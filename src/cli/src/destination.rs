//! Output destination negotiation for `save`.
//!
//! An explicit `--output` is used as is. Without one the archive goes to
//! stdout, which must not be a terminal, through a [`Conduit`].

use std::io::IsTerminal;
use std::path::Path;

use tarbox_core::error::{Result, TarboxError};
use tarbox_core::SaveOptions;

use crate::pipe::{ForwardSignal, PipeConduit};

/// A filesystem endpoint whose contents are relayed elsewhere.
pub trait Conduit: Send {
    /// Path the export engine writes to.
    fn path(&self) -> &Path;

    /// Tear down the endpoint and hand back the forwarder's completion
    /// signal. Does not wait for the forwarder.
    fn cleanup(self: Box<Self>) -> ForwardSignal;
}

/// The process's standard output, as seen by `save`.
pub trait StdoutTarget: Sync {
    /// Whether stdout is attached to an interactive terminal.
    fn is_terminal(&self) -> bool;

    /// Create a conduit relaying to stdout.
    fn acquire_conduit(&self) -> Result<Box<dyn Conduit>>;
}

/// The real stdout of this process.
pub struct ProcessStdout;

impl StdoutTarget for ProcessStdout {
    fn is_terminal(&self) -> bool {
        std::io::stdout().is_terminal()
    }

    fn acquire_conduit(&self) -> Result<Box<dyn Conduit>> {
        Ok(Box::new(PipeConduit::acquire()?))
    }
}

/// Options with a final output path, plus the conduit backing it if any.
pub struct ResolvedOutput {
    pub options: SaveOptions,
    pub conduit: Option<Box<dyn Conduit>>,
}

/// Settle where the archive is written.
///
/// Streaming to stdout forces quiet mode, since progress would interleave
/// with the archive bytes.
pub fn resolve_output(mut options: SaveOptions, stdout: &dyn StdoutTarget) -> Result<ResolvedOutput> {
    if !options.output.is_empty() {
        validate_file_name(&options.output)?;
        return Ok(ResolvedOutput {
            options,
            conduit: None,
        });
    }

    options.quiet = true;
    if stdout.is_terminal() {
        return Err(TarboxError::TerminalOutput);
    }

    let conduit = stdout.acquire_conduit()?;
    let path = conduit.path().to_string_lossy().into_owned();
    if let Err(e) = validate_file_name(&path) {
        // Nobody will write to it; release the forwarder
        drop(conduit.cleanup());
        return Err(e);
    }

    tracing::debug!(path = %path, "Streaming archive to stdout");
    options.output = path;
    Ok(ResolvedOutput {
        options,
        conduit: Some(conduit),
    })
}

/// Reject file names the export engine cannot take as a destination.
pub fn validate_file_name(name: &str) -> Result<()> {
    if name.contains(':') {
        return Err(TarboxError::Validation(format!(
            "invalid filename (should not contain ':') {name:?}"
        )));
    }
    Ok(())
}
//! Tarbox CLI - save container images to archives or stdout.

pub mod commands;
pub mod destination;
pub mod pipe;
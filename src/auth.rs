//! Registration, login and the session table backing the `kelime_sid` cookie.

use crate::error::AppError;
use crate::store::{Store, StoreError};
use argon2::password_hash::{SaltString, rand_core::OsRng};
use argon2::{Argon2, PasswordHash, PasswordHasher, PasswordVerifier};
use rand::{Rng, distributions::Alphanumeric, thread_rng};
use serde::Serialize;
use std::time::{Duration, SystemTime, UNIX_EPOCH};
use tracing::{info, warn};

pub const MISSING_REGISTRATION_FIELDS: &str = "Lütfen tüm alanları doldur.";
pub const EMAIL_TAKEN: &str = "Bu email zaten kayıtlı.";
pub const MISSING_LOGIN_FIELDS: &str = "Email ve şifre gir.";
pub const WRONG_CREDENTIALS: &str = "Email veya şifre yanlış.";

const TOKEN_LEN: usize = 48;
pub const DEFAULT_SESSION_TTL: Duration = Duration::from_secs(60 * 60 * 24 * 7);

/// The authenticated user carried by a live session.
#[derive(Debug, Clone, PartialEq, Eq, Serialize)]
pub struct SessionUser {
    pub id: i64,
    pub username: String,
    pub email: String,
}

/// A freshly issued session token.
#[derive(Debug, Clone)]
pub struct IssuedSession {
    pub token: String,
    pub user: SessionUser,
}

#[derive(Clone)]
pub struct Identity {
    store: Store,
    hasher: Argon2<'static>,
    session_ttl: Duration,
}

impl Identity {
    pub fn new(store: Store) -> Self {
        Self {
            store,
            hasher: Argon2::default(),
            session_ttl: DEFAULT_SESSION_TTL,
        }
    }

    pub fn with_session_ttl(mut self, ttl: Duration) -> Self {
        self.session_ttl = ttl;
        self
    }

    /// Overrides the Argon2 cost parameters used for new hashes.
    pub fn with_hasher(mut self, hasher: Argon2<'static>) -> Self {
        self.hasher = hasher;
        self
    }

    pub fn session_ttl(&self) -> Duration {
        self.session_ttl
    }

    pub fn register(
        &self,
        username: &str,
        email: &str,
        password: &str,
    ) -> Result<IssuedSession, AppError> {
        let username = username.trim();
        let email = email.trim().to_lowercase();
        let password = password.trim();
        if username.is_empty() || email.is_empty() || password.is_empty() {
            return Err(AppError::validation(MISSING_REGISTRATION_FIELDS));
        }
        if self.store.find_user_by_email(&email)?.is_some() {
            return Err(AppError::validation(EMAIL_TAKEN));
        }

        let password_hash = self.hash_password(password)?;
        let id = self
            .store
            .insert_user(username, &email, &password_hash)
            .map_err(|err| match err {
                StoreError::UniqueViolation(_) => AppError::validation(EMAIL_TAKEN),
                other => AppError::Storage(other),
            })?;
        info!(user_id = id, "registered user");
        self.issue(SessionUser {
            id,
            username: username.to_string(),
            email,
        })
    }

    pub fn login(&self, email: &str, password: &str) -> Result<IssuedSession, AppError> {
        let email = email.trim().to_lowercase();
        let password = password.trim();
        if email.is_empty() || password.is_empty() {
            return Err(AppError::validation(MISSING_LOGIN_FIELDS));
        }

        let Some(user) = self.store.find_user_by_email(&email)? else {
            warn!("login rejected: unknown email");
            return Err(AppError::auth(WRONG_CREDENTIALS));
        };
        if !verify_password(password, &user.password_hash)? {
            warn!(user_id = user.id, "login rejected: wrong password");
            return Err(AppError::auth(WRONG_CREDENTIALS));
        }
        self.issue(SessionUser {
            id: user.id,
            username: user.username,
            email: user.email,
        })
    }

    /// The user behind `token`, or `None` when the session is unknown or expired.
    pub fn session_user(&self, token: &str) -> Result<Option<SessionUser>, AppError> {
        let owner = self.store.session_owner(token, now_ts())?;
        Ok(owner.map(|(id, username, email)| SessionUser {
            id,
            username,
            email,
        }))
    }

    pub fn logout(&self, token: &str) -> Result<(), AppError> {
        self.store.delete_session(token)?;
        Ok(())
    }

    fn issue(&self, user: SessionUser) -> Result<IssuedSession, AppError> {
        let now = now_ts();
        self.store.purge_expired_sessions(now)?;
        let token = session_token();
        let ttl = i64::try_from(self.session_ttl.as_secs()).unwrap_or(i64::MAX);
        let expires_at = now.saturating_add(ttl);
        self.store
            .insert_session(&token, user.id, &user.username, &user.email, expires_at)?;
        Ok(IssuedSession { token, user })
    }

    fn hash_password(&self, password: &str) -> Result<String, AppError> {
        let salt = SaltString::generate(&mut OsRng);
        let hash = self
            .hasher
            .hash_password(password.as_bytes(), &salt)
            .map_err(|err| AppError::PasswordHash(err.to_string()))?;
        Ok(hash.to_string())
    }
}

fn verify_password(password: &str, stored: &str) -> Result<bool, AppError> {
    let parsed =
        PasswordHash::new(stored).map_err(|err| AppError::PasswordHash(err.to_string()))?;
    Ok(Argon2::default()
        .verify_password(password.as_bytes(), &parsed)
        .is_ok())
}

fn session_token() -> String {
    thread_rng()
        .sample_iter(&Alphanumeric)
        .take(TOKEN_LEN)
        .map(char::from)
        .collect()
}

fn now_ts() -> i64 {
    SystemTime::now()
        .duration_since(UNIX_EPOCH)
        .map(|d| d.as_secs() as i64)
        .unwrap_or_default()
}

/// Cheap Argon2 parameters so hashing does not dominate test time.
#[cfg(test)]
pub(crate) fn test_hasher() -> Argon2<'static> {
    use argon2::{Algorithm, Params, Version};
    let params = Params::new(1024, 1, 1, None).expect("valid argon2 params");
    Argon2::new(Algorithm::Argon2id, Version::V0x13, params)
}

What to do: In the listing, find every line with the word "SaveOptions" and state how many there are, nothing more.

Answer to this task: 3